Design of heterogeneous mesoscale structure for high mechanical properties based on force-flow: 2D geometries

Abstract

Mesoscale structure (MS) design of parts unlocked by additive manufacturing has a significant impact on their mechanical and physical properties. Conventional homogeneous MS designed based on unit cells is not a globally optimal structure due to the incompatible with the variable stress field under the applied load. In contrast, naturally evolved heterogeneous MS such as bones and bamboos are perfectly adaptive to their applied loads and exhibit excellent structural efficiency. Therefore, a heterogeneous MS design method of 2D geometry based on force-flow for high mechanical properties is proposed. The generation methods of two characterization forms of force-flow, principal stress lines and load paths, force-flow guided heterogeneous MS generation method, and MS volume fraction control method are detailed.
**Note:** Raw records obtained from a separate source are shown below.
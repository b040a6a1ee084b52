use axum::http::StatusCode;
use axum::response::{IntoResponse, Response};
use dreamcanvas_core::error::CoreError;
use serde_json::json;

/// Application-level error type for HTTP handlers.
///
/// Wraps [`CoreError`] for domain errors. Implements [`IntoResponse`] to
/// produce consistent JSON error responses.
#[derive(Debug, thiserror::Error)]
pub enum AppError {
    /// A domain-level error from `dreamcanvas_core`.
    #[error(transparent)]
    Core(#[from] CoreError),
}

/// Convenience type alias for handler return values.
pub type AppResult<T> = Result<T, AppError>;

impl IntoResponse for AppError {
    fn into_response(self) -> Response {
        let (status, code, message) = match &self {
            AppError::Core(core) => match core {
                CoreError::NotFound { entity, id } => (
                    StatusCode::NOT_FOUND,
                    "NOT_FOUND",
                    format!("{entity} with id {id} not found"),
                ),
                CoreError::Validation(msg) => {
                    (StatusCode::BAD_REQUEST, "VALIDATION_ERROR", msg.clone())
                }
                CoreError::Conflict(msg) => (StatusCode::CONFLICT, "CONFLICT", msg.clone()),
                CoreError::Persistence(msg) => {
                    tracing::error!(error = %msg, "Project storage error");
                    (
                        StatusCode::INTERNAL_SERVER_ERROR,
                        "STORAGE_ERROR",
                        "Project storage is unavailable".to_string(),
                    )
                }
                CoreError::Internal(msg) => {
                    tracing::error!(error = %msg, "Internal core error");
                    (
                        StatusCode::INTERNAL_SERVER_ERROR,
                        "INTERNAL_ERROR",
                        "An internal error occurred".to_string(),
                    )
                }
            },
        };

        let body = json!({
            "error": message,
            "code": code,
        });

        (status, axum::Json(body)).into_response()
    }
}
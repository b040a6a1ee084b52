//! Per-request signing for the Jimeng web API.
//!
//! Every call carries a fresh set of values derived from the session id:
//! a cookie, an `msToken`, a signature over the API path and timestamp,
//! an `a_bogus` value and the device time.

use md5::{Digest, Md5};
use rand::distr::Alphanumeric;
use rand::Rng;

use crate::error::JimengError;

/// Web app version the signature is bound to.
pub const APP_VERSION: &str = "5.8.0";

/// Path used for the signature suffix when none is given.
const DEFAULT_SIGN_PATH: &str = "/mweb/v1/aigc_draft/generate";

/// Cookie lifetime advertised in `sid_guard` (60 days).
const COOKIE_LIFETIME_SECS: i64 = 60 * 24 * 60 * 60;

/// Signed values attached to one request.
#[derive(Debug, Clone)]
pub struct RequestToken {
    pub cookie: String,
    pub ms_token: String,
    pub sign: String,
    pub a_bogus: String,
    pub device_time: String,
}

/// Holds the session credentials and device identity of one account.
pub struct TokenManager {
    session_id: String,
    account_label: String,
    web_id: String,
    user_id: String,
}

impl std::fmt::Debug for TokenManager {
    fn fmt(&self, f: &mut std::fmt::Formatter<'_>) -> std::fmt::Result {
        f.debug_struct("TokenManager")
            .field("session_id", &"<redacted>")
            .field("account_label", &self.account_label)
            .field("web_id", &self.web_id)
            .finish_non_exhaustive()
    }
}

impl TokenManager {
    /// Create a manager for a session id. Fails if the session id is blank.
    pub fn new(session_id: &str, account_label: Option<&str>) -> Result<Self, JimengError> {
        let session_id = session_id.trim();
        if session_id.is_empty() {
            return Err(JimengError::InvalidCredentials(
                "session id must not be empty".to_string(),
            ));
        }
        Ok(Self {
            session_id: session_id.to_string(),
            account_label: account_label
                .map(str::trim)
                .filter(|s| !s.is_empty())
                .unwrap_or("default")
                .to_string(),
            web_id: random_digits(19),
            user_id: random_digits(19),
        })
    }

    pub fn account_label(&self) -> &str {
        &self.account_label
    }

    pub fn web_id(&self) -> &str {
        &self.web_id
    }

    /// Produce the signed values for a call to `api_path` at `timestamp`
    /// (epoch seconds).
    pub fn token_for(&self, api_path: &str, timestamp: i64) -> RequestToken {
        let ts = timestamp.to_string();
        RequestToken {
            cookie: self.cookie(timestamp),
            ms_token: random_alphanumeric(107),
            sign: sign(api_path, &ts),
            a_bogus: random_alphanumeric(32),
            device_time: ts,
        }
    }

    fn cookie(&self, timestamp: i64) -> String {
        let expire_date = chrono::DateTime::from_timestamp(timestamp + COOKIE_LIFETIME_SECS, 0)
            .map(|d| d.format("%a, %d-%b-%Y %H:%M:%S GMT").to_string())
            .unwrap_or_default();
        let hashed = md5_hex(&format!("{}{timestamp}", self.session_id));
        let sid = &self.session_id;
        let web_id = &self.web_id;
        let user_id = &self.user_id;

        [
            format!("sessionid={sid}"),
            format!("sessionid_ss={sid}"),
            format!("_tea_web_id={web_id}"),
            format!("web_id={web_id}"),
            format!("_v2_spipe_web_id={web_id}"),
            format!("uid_tt={user_id}"),
            format!("uid_tt_ss={user_id}"),
            format!("sid_tt={sid}"),
            format!("sid_guard={sid}%7C{timestamp}%7C5184000%7C{expire_date}"),
            format!("ssid_ucp_v1=1.0.0-{hashed}"),
            format!("sid_ucp_v1=1.0.0-{hashed}"),
            "store-region=cn-gd".to_string(),
            "store-region-src=uid".to_string(),
            "is_staff_user=false".to_string(),
        ]
        .join("; ")
    }
}

/// Request signature: md5 over the last 7 characters of the path, the app
/// version and the timestamp.
pub fn sign(api_path: &str, timestamp: &str) -> String {
    let path = if api_path.is_empty() {
        DEFAULT_SIGN_PATH
    } else {
        api_path
    };
    let suffix = &path[path.len().saturating_sub(7)..];
    md5_hex(&format!("9e2c|{suffix}|7|{APP_VERSION}|{timestamp}||11ac"))
}

fn md5_hex(input: &str) -> String {
    let digest = Md5::digest(input.as_bytes());
    format!("{digest:x}")
}

fn random_digits(len: usize) -> String {
    let mut rng = rand::rng();
    (0..len)
        .map(|_| char::from(b'0' + rng.random_range(0..10u8)))
        .collect()
}

fn random_alphanumeric(len: usize) -> String {
    rand::rng()
        .sample_iter(&Alphanumeric)
        .take(len)
        .map(char::from)
        .collect()
}
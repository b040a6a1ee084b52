//! Generation request as accepted by [`TaskRegistry::submit`](crate::TaskRegistry::submit).

use dreamcanvas_core::error::CoreError;
use dreamcanvas_core::task::TaskMetadata;
use dreamcanvas_jimeng::GenerationParams;
use serde::{Deserialize, Serialize};

pub const DEFAULT_MODEL: &str = "3.0";
pub const DEFAULT_SIZE: &str = "1024x1024";

const MIN_BATCH: i64 = 1;
const MAX_BATCH: i64 = 4;

/// Caller-supplied generation request.
///
/// Everything but `prompt` is optional. A missing prompt deserializes as
/// empty and is rejected by [`validate`](Self::validate).
#[derive(Debug, Clone, Default, PartialEq, Eq, Serialize, Deserialize)]
#[serde(rename_all = "camelCase")]
pub struct SubmitRequest {
    #[serde(default)]
    pub prompt: String,
    #[serde(default)]
    pub model: Option<String>,
    #[serde(default)]
    pub size: Option<String>,
    #[serde(default)]
    pub batch: Option<i64>,
    #[serde(default)]
    pub project_id: Option<String>,
    #[serde(default)]
    pub reference_image: Option<String>,
}

impl SubmitRequest {
    pub fn new(prompt: impl Into<String>) -> Self {
        Self {
            prompt: prompt.into(),
            ..Self::default()
        }
    }

    pub fn with_project(mut self, project_id: impl Into<String>) -> Self {
        self.project_id = Some(project_id.into());
        self
    }

    /// Reject blank prompts.
    pub fn validate(&self) -> Result<(), CoreError> {
        if self.prompt.trim().is_empty() {
            return Err(CoreError::Validation("Prompt must not be empty".to_string()));
        }
        Ok(())
    }

    /// Effective batch size, clamped to 1..=4.
    pub fn batch(&self) -> u8 {
        // Clamped into 1..=4 above, so the cast cannot truncate.
        self.batch.unwrap_or(MIN_BATCH).clamp(MIN_BATCH, MAX_BATCH) as u8
    }

    pub fn model(&self) -> &str {
        non_blank(self.model.as_deref()).unwrap_or(DEFAULT_MODEL)
    }

    pub fn size(&self) -> &str {
        non_blank(self.size.as_deref()).unwrap_or(DEFAULT_SIZE)
    }

    /// Task metadata for this request, submitted under `account`.
    pub fn metadata(&self, account: &str) -> TaskMetadata {
        TaskMetadata {
            model: self.model().to_string(),
            size: self.size().to_string(),
            batch: self.batch(),
            account: account.to_string(),
            project_id: non_blank(self.project_id.as_deref()).map(str::to_string),
            reference_image: non_blank(self.reference_image.as_deref()).map(str::to_string),
            ..TaskMetadata::default()
        }
    }

    /// Parameters handed to the job client.
    pub fn params(&self) -> GenerationParams {
        GenerationParams {
            prompt: self.prompt.trim().to_string(),
            model: self.model().to_string(),
            size: self.size().to_string(),
            batch: self.batch(),
        }
    }
}

fn non_blank(value: Option<&str>) -> Option<&str> {
    value.map(str::trim).filter(|v| !v.is_empty())
}

#[cfg(test)]
mod tests {
    use assert_matches::assert_matches;

    use super::*;

    #[test]
    fn blank_prompt_is_rejected() {
        assert_matches!(SubmitRequest::new("   ").validate(), Err(CoreError::Validation(_)));
        assert!(SubmitRequest::new("a cat").validate().is_ok());
    }

    #[test]
    fn defaults_apply() {
        let req = SubmitRequest::new("a cat");
        let meta = req.metadata("mock");
        assert_eq!(meta.model, "3.0");
        assert_eq!(meta.size, "1024x1024");
        assert_eq!(meta.batch, 1);
        assert_eq!(meta.account, "mock");
        assert!(meta.project_id.is_none());
        assert!(meta.history_id.is_none());
    }

    #[test]
    fn batch_is_clamped() {
        let mut req = SubmitRequest::new("a cat");
        req.batch = Some(0);
        assert_eq!(req.batch(), 1);
        req.batch = Some(-3);
        assert_eq!(req.batch(), 1);
        req.batch = Some(12);
        assert_eq!(req.batch(), 4);
        req.batch = Some(3);
        assert_eq!(req.params().batch, 3);
    }

    #[test]
    fn deserializes_camel_case_with_missing_fields() {
        let req: SubmitRequest = serde_json::from_value(serde_json::json!({
            "prompt": "city",
            "projectId": "p1",
            "size": " ",
        }))
        .unwrap();
        assert_eq!(req.project_id.as_deref(), Some("p1"));
        assert_eq!(req.size(), DEFAULT_SIZE);

        let empty: SubmitRequest = serde_json::from_value(serde_json::json!({})).unwrap();
        assert!(empty.validate().is_err());
    }
}
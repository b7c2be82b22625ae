use crate::StoreError;
use serde::{Deserialize, Serialize};
use std::fmt;
use std::str::FromStr;

/// One indexed document as written to the store.
#[derive(Debug, Clone, PartialEq, Serialize, Deserialize)]
pub struct IndexRecord {
    pub path: String,
    /// Seconds since the Unix epoch.
    pub modification_time: f64,
    /// Comma-delimited keyphrases.
    pub keywords: String,
    pub summary: String,
    /// Searchable only; never returned by readers.
    pub content: String,
}

/// The stored part of a record that the reconciliation pass reads back.
#[derive(Debug, Clone, PartialEq, Serialize, Deserialize)]
pub struct StoredRecord {
    pub path: String,
    pub modification_time: f64,
}

#[derive(Debug, Clone, Copy, PartialEq, Eq, Hash, Serialize, Deserialize)]
#[serde(rename_all = "snake_case")]
pub enum SearchField {
    Content,
    Summary,
    Keywords,
}

impl SearchField {
    pub fn as_str(&self) -> &'static str {
        match self {
            SearchField::Content => "content",
            SearchField::Summary => "summary",
            SearchField::Keywords => "keywords",
        }
    }
}

impl fmt::Display for SearchField {
    fn fmt(&self, f: &mut fmt::Formatter<'_>) -> fmt::Result {
        f.write_str(self.as_str())
    }
}

impl FromStr for SearchField {
    type Err = StoreError;

    fn from_str(s: &str) -> Result<Self, Self::Err> {
        match s.trim().to_lowercase().as_str() {
            "content" => Ok(SearchField::Content),
            "summary" => Ok(SearchField::Summary),
            "keywords" => Ok(SearchField::Keywords),
            other => Err(StoreError::InvalidQueryField(other.to_string())),
        }
    }
}

#[derive(Debug, Clone, Serialize)]
pub struct SearchHit {
    pub path: String,
    pub score: f32,
    pub modification_time: f64,
    pub keywords: String,
    pub summary: String,
}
Force-flow is generated using interpolation method based on the stress information extracted from finite element analysis (FEA) results. Then, force-flow is used as a guide to generate heterogeneous MS highly coordinated with the stress field. Customization of heterogeneous MS volume fraction is achieved by regulating the sparsity of force-flow lines based on the number of seed points in the design domain. Finite element simulations and mechanical tests of different specimens demonstrate that force-flow based heterogeneous MS has higher strength and stiffness compared to homogeneous honeycomb MS and grid MS.